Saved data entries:
=== Section Start ===
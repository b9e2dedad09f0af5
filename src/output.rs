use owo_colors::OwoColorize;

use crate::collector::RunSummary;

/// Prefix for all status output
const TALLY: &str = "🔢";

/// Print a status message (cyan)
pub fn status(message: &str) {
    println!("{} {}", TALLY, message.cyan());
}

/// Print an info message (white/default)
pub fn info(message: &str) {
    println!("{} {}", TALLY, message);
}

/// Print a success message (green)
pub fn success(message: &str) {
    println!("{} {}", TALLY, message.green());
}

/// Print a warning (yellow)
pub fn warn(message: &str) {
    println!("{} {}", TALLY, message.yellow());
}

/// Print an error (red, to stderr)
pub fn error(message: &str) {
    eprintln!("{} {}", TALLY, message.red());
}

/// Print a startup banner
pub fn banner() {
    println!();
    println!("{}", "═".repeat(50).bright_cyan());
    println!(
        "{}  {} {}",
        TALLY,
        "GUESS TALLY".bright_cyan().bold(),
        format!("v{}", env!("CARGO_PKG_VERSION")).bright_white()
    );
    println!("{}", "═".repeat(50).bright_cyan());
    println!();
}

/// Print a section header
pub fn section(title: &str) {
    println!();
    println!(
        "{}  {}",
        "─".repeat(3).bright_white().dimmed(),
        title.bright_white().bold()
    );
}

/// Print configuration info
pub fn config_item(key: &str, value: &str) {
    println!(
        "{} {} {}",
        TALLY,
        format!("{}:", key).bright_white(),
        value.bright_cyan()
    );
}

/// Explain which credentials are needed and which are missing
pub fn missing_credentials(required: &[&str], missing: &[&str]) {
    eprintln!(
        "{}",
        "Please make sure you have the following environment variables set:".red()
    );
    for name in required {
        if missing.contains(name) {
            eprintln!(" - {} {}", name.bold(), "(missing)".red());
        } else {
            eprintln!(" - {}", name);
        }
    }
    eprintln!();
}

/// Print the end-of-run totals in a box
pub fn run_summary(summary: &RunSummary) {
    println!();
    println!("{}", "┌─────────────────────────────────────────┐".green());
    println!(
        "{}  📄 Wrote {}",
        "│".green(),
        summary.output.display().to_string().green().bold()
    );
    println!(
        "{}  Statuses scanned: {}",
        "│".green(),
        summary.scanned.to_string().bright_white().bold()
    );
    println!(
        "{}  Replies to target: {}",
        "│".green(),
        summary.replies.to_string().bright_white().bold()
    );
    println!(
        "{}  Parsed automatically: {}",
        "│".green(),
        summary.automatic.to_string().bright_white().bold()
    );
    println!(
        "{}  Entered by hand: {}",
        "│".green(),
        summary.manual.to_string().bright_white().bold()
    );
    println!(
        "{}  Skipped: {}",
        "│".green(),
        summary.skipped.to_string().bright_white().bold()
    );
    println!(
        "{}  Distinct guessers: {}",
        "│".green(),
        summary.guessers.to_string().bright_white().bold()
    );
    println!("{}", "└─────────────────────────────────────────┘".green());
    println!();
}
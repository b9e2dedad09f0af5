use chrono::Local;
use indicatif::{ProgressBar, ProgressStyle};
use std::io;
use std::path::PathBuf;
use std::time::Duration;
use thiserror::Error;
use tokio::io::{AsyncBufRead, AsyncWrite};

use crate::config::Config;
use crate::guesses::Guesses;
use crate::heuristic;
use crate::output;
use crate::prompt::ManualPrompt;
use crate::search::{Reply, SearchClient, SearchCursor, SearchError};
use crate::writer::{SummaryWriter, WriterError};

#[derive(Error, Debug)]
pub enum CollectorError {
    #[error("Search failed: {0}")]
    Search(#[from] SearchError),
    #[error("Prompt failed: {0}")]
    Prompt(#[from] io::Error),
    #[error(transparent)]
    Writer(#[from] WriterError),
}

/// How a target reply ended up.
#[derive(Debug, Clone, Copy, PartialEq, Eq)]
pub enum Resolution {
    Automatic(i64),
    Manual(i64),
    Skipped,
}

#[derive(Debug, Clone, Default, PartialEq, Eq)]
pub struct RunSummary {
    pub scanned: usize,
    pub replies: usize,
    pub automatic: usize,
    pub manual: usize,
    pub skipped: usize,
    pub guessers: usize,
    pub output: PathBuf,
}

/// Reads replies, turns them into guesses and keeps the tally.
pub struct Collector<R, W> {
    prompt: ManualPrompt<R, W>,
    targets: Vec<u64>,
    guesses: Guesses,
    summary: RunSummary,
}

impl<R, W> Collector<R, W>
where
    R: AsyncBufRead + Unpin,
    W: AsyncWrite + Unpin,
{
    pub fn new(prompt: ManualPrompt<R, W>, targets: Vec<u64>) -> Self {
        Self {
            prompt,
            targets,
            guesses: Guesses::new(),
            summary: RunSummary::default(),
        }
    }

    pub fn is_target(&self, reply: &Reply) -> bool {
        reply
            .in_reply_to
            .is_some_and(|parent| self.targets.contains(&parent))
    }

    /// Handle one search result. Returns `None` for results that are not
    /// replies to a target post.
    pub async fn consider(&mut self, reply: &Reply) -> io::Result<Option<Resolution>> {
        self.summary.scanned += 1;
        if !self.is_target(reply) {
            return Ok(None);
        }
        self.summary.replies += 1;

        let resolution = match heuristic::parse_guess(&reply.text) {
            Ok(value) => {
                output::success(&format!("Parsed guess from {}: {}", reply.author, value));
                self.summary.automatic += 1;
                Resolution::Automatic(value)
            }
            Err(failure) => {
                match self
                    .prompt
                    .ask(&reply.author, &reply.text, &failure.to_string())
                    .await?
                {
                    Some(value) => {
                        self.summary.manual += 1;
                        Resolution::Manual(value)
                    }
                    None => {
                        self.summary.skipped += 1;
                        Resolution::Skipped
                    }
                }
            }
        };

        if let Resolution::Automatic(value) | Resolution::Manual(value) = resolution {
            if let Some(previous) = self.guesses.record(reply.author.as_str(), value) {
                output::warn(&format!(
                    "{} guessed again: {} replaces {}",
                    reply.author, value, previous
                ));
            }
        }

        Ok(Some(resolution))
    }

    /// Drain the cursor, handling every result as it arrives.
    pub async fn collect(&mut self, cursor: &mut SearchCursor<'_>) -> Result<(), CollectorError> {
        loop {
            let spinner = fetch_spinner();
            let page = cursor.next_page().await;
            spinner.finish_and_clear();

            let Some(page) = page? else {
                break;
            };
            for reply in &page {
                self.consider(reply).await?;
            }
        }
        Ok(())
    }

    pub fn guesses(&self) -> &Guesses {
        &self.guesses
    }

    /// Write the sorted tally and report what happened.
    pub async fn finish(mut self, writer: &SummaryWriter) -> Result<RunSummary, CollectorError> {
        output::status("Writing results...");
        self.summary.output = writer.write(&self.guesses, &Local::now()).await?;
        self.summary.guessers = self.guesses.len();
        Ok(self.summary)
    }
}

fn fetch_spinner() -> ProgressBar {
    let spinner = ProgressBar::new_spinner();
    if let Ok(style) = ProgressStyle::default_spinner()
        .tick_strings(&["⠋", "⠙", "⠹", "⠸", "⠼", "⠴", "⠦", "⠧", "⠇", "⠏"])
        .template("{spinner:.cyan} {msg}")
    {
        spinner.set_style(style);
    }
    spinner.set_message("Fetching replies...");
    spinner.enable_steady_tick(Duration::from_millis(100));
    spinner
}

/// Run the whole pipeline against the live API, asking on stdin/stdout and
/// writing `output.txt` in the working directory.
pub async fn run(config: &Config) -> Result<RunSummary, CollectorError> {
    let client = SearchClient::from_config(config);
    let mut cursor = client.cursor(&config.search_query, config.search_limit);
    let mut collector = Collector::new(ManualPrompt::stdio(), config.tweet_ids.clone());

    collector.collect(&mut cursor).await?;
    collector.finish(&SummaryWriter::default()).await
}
=== Section End ===
» Aim of the exercise
Reproduce every line of the data without changing a word.

» Answer space
repository b9e2dedad09f0af5
filename src/output.rs
use owo_colors::OwoColorize;

use crate::collector::RunSummary;

/// Prefix for all status output
const TALLY: &str = "🔢";

/// Print a status message (cyan)
pub fn status(message: &str) {
    println!("{} {}", TALLY, message.cyan());
}

/// Print an info message (white/default)
pub fn info(message: &str) {
    println!("{} {}", TALLY, message);
}

/// Print a success message (green)
pub fn success(message: &str) {
    println!("{} {}", TALLY, message.green());
}

/// Print a warning (yellow)
pub fn warn(message: &str) {
    println!("{} {}", TALLY, message.yellow());
}

/// Print an error (red, to stderr)
pub fn error(message: &str) {
    eprintln!("{} {}", TALLY, message.red());
}

/// Print a startup banner
pub fn banner() {
    println!();
    println!("{}", "═".repeat(50).bright_cyan());
    println!(
        "{}  {} {}",
        TALLY,
        "GUESS TALLY".bright_cyan().bold(),
        format!("v{}", env!("CARGO_PKG_VERSION")).bright_white()
    );
    println!("{}", "═".repeat(50).bright_cyan());
    println!();
}

/// Print a section header
pub fn section(title: &str) {
    println!();
    println!(
        "{}  {}",
        "─".repeat(3).bright_white().dimmed(),
        title.bright_white().bold()
    );
}

/// Print configuration info
pub fn config_item(key: &str, value: &str) {
    println!(
        "{} {} {}",
        TALLY,
        format!("{}:", key).bright_white(),
        value.bright_cyan()
    );
}

/// Explain which credentials are needed and which are missing
pub fn missing_credentials(required: &[&str], missing: &[&str]) {
    eprintln!(
        "{}",
        "Please make sure you have the following environment variables set:".red()
    );
    for name in required {
        if missing.contains(name) {
            eprintln!(" - {} {}", name.bold(), "(missing)".red());
        } else {
            eprintln!(" - {}", name);
        }
    }
    eprintln!();
}

/// Print the end-of-run totals in a box
pub fn run_summary(summary: &RunSummary) {
    println!();
    println!("{}", "┌─────────────────────────────────────────┐".green());
    println!(
        "{}  📄 Wrote {}",
        "│".green(),
        summary.output.display().to_string().green().bold()
    );
    println!(
        "{}  Statuses scanned: {}",
        "│".green(),
        summary.scanned.to_string().bright_white().bold()
    );
    println!(
        "{}  Replies to target: {}",
        "│".green(),
        summary.replies.to_string().bright_white().bold()
    );
    println!(
        "{}  Parsed automatically: {}",
        "│".green(),
        summary.automatic.to_string().bright_white().bold()
    );
    println!(
        "{}  Entered by hand: {}",
        "│".green(),
        summary.manual.to_string().bright_white().bold()
    );
    println!(
        "{}  Skipped: {}",
        "│".green(),
        summary.skipped.to_string().bright_white().bold()
    );
    println!(
        "{}  Distinct guessers: {}",
        "│".green(),
        summary.guessers.to_string().bright_white().bold()
    );
    println!("{}", "└─────────────────────────────────────────┘".green());
    println!();
}
repository b9e2dedad09f0af5
use chrono::Local;
use indicatif::{ProgressBar, ProgressStyle};
use std::io;
use std::path::PathBuf;
use std::time::Duration;
use thiserror::Error;
use tokio::io::{AsyncBufRead, AsyncWrite};

use crate::config::Config;
use crate::guesses::Guesses;
use crate::heuristic;
use crate::output;
use crate::prompt::ManualPrompt;
use crate::search::{Reply, SearchClient, SearchCursor, SearchError};
use crate::writer::{SummaryWriter, WriterError};

#[derive(Error, Debug)]
pub enum CollectorError {
    #[error("Search failed: {0}")]
    Search(#[from] SearchError),
    #[error("Prompt failed: {0}")]
    Prompt(#[from] io::Error),
    #[error(transparent)]
    Writer(#[from] WriterError),
}

/// How a target reply ended up.
#[derive(Debug, Clone, Copy, PartialEq, Eq)]
pub enum Resolution {
    Automatic(i64),
    Manual(i64),
    Skipped,
}

#[derive(Debug, Clone, Default, PartialEq, Eq)]
pub struct RunSummary {
    pub scanned: usize,
    pub replies: usize,
    pub automatic: usize,
    pub manual: usize,
    pub skipped: usize,
    pub guessers: usize,
    pub output: PathBuf,
}

/// Reads replies, turns them into guesses and keeps the tally.
pub struct Collector<R, W> {
    prompt: ManualPrompt<R, W>,
    targets: Vec<u64>,
    guesses: Guesses,
    summary: RunSummary,
}

impl<R, W> Collector<R, W>
where
    R: AsyncBufRead + Unpin,
    W: AsyncWrite + Unpin,
{
    pub fn new(prompt: ManualPrompt<R, W>, targets: Vec<u64>) -> Self {
        Self {
            prompt,
            targets,
            guesses: Guesses::new(),
            summary: RunSummary::default(),
        }
    }

    pub fn is_target(&self, reply: &Reply) -> bool {
        reply
            .in_reply_to
            .is_some_and(|parent| self.targets.contains(&parent))
    }

    /// Handle one search result. Returns `None` for results that are not
    /// replies to a target post.
    pub async fn consider(&mut self, reply: &Reply) -> io::Result<Option<Resolution>> {
        self.summary.scanned += 1;
        if !self.is_target(reply) {
            return Ok(None);
        }
        self.summary.replies += 1;

        let resolution = match heuristic::parse_guess(&reply.text) {
            Ok(value) => {
                output::success(&format!("Parsed guess from {}: {}", reply.author, value));
                self.summary.automatic += 1;
                Resolution::Automatic(value)
            }
            Err(failure) => {
                match self
                    .prompt
                    .ask(&reply.author, &reply.text, &failure.to_string())
                    .await?
                {
                    Some(value) => {
                        self.summary.manual += 1;
                        Resolution::Manual(value)
                    }
                    None => {
                        self.summary.skipped += 1;
                        Resolution::Skipped
                    }
                }
            }
        };

        if let Resolution::Automatic(value) | Resolution::Manual(value) = resolution {
            if let Some(previous) = self.guesses.record(reply.author.as_str(), value) {
                output::warn(&format!(
                    "{} guessed again: {} replaces {}",
                    reply.author, value, previous
                ));
            }
        }

        Ok(Some(resolution))
    }

    /// Drain the cursor, handling every result as it arrives.
    pub async fn collect(&mut self, cursor: &mut SearchCursor<'_>) -> Result<(), CollectorError> {
        loop {
            let spinner = fetch_spinner();
            let page = cursor.next_page().await;
            spinner.finish_and_clear();

            let Some(page) = page? else {
                break;
            };
            for reply in &page {
                self.consider(reply).await?;
            }
        }
        Ok(())
    }

    pub fn guesses(&self) -> &Guesses {
        &self.guesses
    }

    /// Write the sorted tally and report what happened.
    pub async fn finish(mut self, writer: &SummaryWriter) -> Result<RunSummary, CollectorError> {
        output::status("Writing results...");
        self.summary.output = writer.write(&self.guesses, &Local::now()).await?;
        self.summary.guessers = self.guesses.len();
        Ok(self.summary)
    }
}

fn fetch_spinner() -> ProgressBar {
    let spinner = ProgressBar::new_spinner();
    if let Ok(style) = ProgressStyle::default_spinner()
        .tick_strings(&["⠋", "⠙", "⠹", "⠸", "⠼", "⠴", "⠦", "⠧", "⠇", "⠏"])
        .template("{spinner:.cyan} {msg}")
    {
        spinner.set_style(style);
    }
    spinner.set_message("Fetching replies...");
    spinner.enable_steady_tick(Duration::from_millis(100));
    spinner
}

/// Run the whole pipeline against the live API, asking on stdin/stdout and
/// writing `output.txt` in the working directory.
pub async fn run(config: &Config) -> Result<RunSummary, CollectorError> {
    let client = SearchClient::from_config(config);
    let mut cursor = client.cursor(&config.search_query, config.search_limit);
    let mut collector = Collector::new(ManualPrompt::stdio(), config.tweet_ids.clone());

    collector.collect(&mut cursor).await?;
    collector.finish(&SummaryWriter::default()).await
}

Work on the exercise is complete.